▸ **Exercise data**:
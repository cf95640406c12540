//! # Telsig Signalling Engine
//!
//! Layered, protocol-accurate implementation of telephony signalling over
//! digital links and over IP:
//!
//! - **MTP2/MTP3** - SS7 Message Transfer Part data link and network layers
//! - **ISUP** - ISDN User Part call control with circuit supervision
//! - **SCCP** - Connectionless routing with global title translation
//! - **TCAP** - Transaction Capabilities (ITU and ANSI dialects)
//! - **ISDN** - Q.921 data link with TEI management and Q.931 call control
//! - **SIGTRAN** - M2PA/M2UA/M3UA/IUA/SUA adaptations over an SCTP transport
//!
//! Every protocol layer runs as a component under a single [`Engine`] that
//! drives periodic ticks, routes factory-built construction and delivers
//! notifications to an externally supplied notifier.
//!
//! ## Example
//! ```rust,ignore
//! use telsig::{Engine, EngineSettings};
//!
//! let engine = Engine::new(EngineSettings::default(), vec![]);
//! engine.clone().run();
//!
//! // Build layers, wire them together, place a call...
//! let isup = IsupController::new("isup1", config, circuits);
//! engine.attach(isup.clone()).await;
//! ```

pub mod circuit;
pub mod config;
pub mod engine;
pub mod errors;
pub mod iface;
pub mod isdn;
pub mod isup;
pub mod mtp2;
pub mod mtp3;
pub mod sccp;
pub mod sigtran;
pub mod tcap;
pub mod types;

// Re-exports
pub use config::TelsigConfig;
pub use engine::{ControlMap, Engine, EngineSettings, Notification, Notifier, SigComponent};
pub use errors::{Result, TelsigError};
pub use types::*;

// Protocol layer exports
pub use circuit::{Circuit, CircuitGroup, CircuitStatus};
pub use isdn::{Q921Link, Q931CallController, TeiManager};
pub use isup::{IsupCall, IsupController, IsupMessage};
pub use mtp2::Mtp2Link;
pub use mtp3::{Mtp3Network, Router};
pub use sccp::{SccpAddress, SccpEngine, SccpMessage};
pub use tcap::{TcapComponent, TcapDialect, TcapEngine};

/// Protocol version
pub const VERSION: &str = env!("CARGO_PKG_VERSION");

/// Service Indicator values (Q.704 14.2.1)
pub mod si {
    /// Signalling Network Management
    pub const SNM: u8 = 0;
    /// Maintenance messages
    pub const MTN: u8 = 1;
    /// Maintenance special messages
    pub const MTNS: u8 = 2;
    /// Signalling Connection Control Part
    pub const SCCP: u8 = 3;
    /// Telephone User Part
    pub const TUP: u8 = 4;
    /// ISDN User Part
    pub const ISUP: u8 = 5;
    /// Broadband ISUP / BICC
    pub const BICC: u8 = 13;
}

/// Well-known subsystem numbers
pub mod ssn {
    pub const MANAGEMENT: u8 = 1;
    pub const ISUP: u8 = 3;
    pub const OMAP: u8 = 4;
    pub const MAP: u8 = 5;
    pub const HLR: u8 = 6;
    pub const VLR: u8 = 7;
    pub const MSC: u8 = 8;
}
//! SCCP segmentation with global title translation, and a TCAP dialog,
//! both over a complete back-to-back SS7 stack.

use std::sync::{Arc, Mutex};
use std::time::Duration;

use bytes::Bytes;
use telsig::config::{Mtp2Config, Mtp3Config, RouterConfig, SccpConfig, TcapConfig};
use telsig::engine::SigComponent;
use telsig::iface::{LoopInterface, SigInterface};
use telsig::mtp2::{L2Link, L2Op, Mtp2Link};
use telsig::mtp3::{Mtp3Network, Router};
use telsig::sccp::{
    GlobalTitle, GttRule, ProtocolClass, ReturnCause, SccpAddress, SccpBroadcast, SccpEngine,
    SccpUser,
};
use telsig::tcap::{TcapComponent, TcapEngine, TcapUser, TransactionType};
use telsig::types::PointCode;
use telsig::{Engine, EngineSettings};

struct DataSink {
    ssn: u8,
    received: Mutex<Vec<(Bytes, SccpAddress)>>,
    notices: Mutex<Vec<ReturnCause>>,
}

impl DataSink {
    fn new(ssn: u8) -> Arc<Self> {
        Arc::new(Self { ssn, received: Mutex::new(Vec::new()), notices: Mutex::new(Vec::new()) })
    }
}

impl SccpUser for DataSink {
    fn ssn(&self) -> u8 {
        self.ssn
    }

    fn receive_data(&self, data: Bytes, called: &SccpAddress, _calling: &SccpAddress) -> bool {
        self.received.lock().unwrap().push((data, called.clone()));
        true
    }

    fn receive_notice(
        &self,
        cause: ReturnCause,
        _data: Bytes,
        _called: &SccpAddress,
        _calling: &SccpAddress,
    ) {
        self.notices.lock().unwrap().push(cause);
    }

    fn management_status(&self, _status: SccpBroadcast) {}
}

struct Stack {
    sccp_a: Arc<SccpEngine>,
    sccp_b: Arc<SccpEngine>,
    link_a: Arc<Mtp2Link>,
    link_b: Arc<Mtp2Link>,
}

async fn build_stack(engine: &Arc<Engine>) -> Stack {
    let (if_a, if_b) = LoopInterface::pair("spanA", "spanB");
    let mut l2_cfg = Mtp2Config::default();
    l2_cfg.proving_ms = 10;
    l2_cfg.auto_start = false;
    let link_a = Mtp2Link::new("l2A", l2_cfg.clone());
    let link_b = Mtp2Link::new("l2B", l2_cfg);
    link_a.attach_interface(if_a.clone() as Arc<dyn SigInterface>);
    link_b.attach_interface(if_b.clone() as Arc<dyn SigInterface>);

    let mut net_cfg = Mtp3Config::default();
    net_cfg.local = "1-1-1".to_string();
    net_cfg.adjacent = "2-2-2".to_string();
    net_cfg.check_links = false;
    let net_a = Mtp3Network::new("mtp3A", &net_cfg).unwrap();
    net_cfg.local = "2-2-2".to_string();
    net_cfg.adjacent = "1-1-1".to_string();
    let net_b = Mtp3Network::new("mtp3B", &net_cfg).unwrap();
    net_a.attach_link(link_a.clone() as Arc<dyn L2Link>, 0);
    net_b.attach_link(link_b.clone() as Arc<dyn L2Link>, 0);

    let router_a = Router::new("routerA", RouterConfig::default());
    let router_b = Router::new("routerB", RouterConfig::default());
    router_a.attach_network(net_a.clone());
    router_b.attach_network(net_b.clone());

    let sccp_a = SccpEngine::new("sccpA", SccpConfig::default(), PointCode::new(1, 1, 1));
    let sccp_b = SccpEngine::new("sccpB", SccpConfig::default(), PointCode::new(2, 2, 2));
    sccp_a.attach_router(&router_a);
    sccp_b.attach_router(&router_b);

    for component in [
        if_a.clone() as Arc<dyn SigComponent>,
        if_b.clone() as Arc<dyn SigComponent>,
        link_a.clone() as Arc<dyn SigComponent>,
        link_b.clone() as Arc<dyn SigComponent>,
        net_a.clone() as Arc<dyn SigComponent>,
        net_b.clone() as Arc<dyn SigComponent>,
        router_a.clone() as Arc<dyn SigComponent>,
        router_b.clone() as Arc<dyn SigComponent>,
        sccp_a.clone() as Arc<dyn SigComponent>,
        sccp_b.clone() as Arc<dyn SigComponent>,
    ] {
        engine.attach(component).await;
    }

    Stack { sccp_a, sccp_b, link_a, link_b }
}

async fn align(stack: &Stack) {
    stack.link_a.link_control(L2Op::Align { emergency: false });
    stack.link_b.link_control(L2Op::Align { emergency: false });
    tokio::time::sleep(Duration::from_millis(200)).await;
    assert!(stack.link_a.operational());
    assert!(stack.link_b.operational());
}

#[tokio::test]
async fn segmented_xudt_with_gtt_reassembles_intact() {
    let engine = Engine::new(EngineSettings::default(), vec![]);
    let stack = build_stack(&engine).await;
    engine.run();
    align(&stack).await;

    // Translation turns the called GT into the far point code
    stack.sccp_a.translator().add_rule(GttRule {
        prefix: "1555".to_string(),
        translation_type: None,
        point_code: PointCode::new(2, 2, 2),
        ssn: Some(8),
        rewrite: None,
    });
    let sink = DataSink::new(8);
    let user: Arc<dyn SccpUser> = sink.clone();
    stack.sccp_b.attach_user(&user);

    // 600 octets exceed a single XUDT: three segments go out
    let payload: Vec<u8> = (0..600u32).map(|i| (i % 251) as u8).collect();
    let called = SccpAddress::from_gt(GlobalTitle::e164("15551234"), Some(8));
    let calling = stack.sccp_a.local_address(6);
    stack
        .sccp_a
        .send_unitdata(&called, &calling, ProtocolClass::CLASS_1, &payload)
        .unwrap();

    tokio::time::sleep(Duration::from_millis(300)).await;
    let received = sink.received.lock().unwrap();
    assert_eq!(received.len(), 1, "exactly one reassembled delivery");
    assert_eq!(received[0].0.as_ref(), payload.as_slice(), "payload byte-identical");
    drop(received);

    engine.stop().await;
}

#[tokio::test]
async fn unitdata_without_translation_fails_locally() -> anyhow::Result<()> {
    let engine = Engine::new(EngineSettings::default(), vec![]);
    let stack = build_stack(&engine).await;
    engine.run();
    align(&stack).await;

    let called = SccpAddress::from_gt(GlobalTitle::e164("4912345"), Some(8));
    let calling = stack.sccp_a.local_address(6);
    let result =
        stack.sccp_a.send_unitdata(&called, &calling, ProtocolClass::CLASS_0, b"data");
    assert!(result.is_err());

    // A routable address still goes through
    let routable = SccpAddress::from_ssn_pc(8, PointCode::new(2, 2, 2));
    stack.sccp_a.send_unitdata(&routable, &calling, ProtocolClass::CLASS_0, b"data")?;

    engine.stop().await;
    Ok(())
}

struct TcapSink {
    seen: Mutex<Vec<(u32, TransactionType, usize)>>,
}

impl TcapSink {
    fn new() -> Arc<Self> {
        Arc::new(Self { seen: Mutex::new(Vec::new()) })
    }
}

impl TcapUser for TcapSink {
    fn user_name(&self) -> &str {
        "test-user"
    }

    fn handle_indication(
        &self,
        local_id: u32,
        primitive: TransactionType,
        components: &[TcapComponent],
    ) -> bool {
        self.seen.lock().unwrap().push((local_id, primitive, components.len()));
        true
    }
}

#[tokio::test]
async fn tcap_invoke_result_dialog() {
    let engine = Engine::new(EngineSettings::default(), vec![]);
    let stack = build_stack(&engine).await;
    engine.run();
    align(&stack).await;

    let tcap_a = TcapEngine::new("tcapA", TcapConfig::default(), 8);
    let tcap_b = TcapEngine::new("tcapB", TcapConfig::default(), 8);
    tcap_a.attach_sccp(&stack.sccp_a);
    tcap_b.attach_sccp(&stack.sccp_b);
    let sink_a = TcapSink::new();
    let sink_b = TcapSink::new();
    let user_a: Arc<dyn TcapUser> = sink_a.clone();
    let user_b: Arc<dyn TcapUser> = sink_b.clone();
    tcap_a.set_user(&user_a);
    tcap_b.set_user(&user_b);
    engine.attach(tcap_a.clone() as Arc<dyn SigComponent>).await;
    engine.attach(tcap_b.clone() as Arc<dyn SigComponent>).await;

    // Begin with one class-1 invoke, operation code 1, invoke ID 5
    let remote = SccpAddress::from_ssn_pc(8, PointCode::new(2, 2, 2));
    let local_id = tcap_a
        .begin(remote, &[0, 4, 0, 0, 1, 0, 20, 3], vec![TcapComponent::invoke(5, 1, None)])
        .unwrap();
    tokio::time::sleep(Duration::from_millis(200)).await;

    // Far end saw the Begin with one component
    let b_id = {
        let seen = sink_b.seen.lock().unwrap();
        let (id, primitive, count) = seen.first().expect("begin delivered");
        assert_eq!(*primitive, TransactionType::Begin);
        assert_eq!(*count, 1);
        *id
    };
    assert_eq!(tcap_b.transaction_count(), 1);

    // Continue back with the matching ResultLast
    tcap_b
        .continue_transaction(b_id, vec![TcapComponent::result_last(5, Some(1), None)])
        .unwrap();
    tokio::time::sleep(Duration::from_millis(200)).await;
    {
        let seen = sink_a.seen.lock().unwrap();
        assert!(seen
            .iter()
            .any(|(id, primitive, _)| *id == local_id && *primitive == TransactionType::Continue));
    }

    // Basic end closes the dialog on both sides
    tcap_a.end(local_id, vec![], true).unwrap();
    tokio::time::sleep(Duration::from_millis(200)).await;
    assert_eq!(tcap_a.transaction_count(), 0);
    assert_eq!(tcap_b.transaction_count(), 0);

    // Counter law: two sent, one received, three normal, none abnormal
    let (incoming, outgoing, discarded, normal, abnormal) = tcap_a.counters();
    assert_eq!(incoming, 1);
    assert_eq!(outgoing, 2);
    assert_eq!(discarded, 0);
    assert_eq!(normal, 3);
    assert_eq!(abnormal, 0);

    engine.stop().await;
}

▸ **What is being asked**: Scan the listing above for the line that has "let seen = sink_a.seen.lock().unwrap();", then copy exactly from that line through the line that has "assert_eq!(tcap_a.transaction_count(), 0);".

▸ **Task response**:
        let seen = sink_a.seen.lock().unwrap();
        assert!(seen
            .iter()
            .any(|(id, primitive, _)| *id == local_id && *primitive == TransactionType::Continue));
    }

    // Basic end closes the dialog on both sides
    tcap_a.end(local_id, vec![], true).unwrap();
    tokio::time::sleep(Duration::from_millis(200)).await;
    assert_eq!(tcap_a.transaction_count(), 0);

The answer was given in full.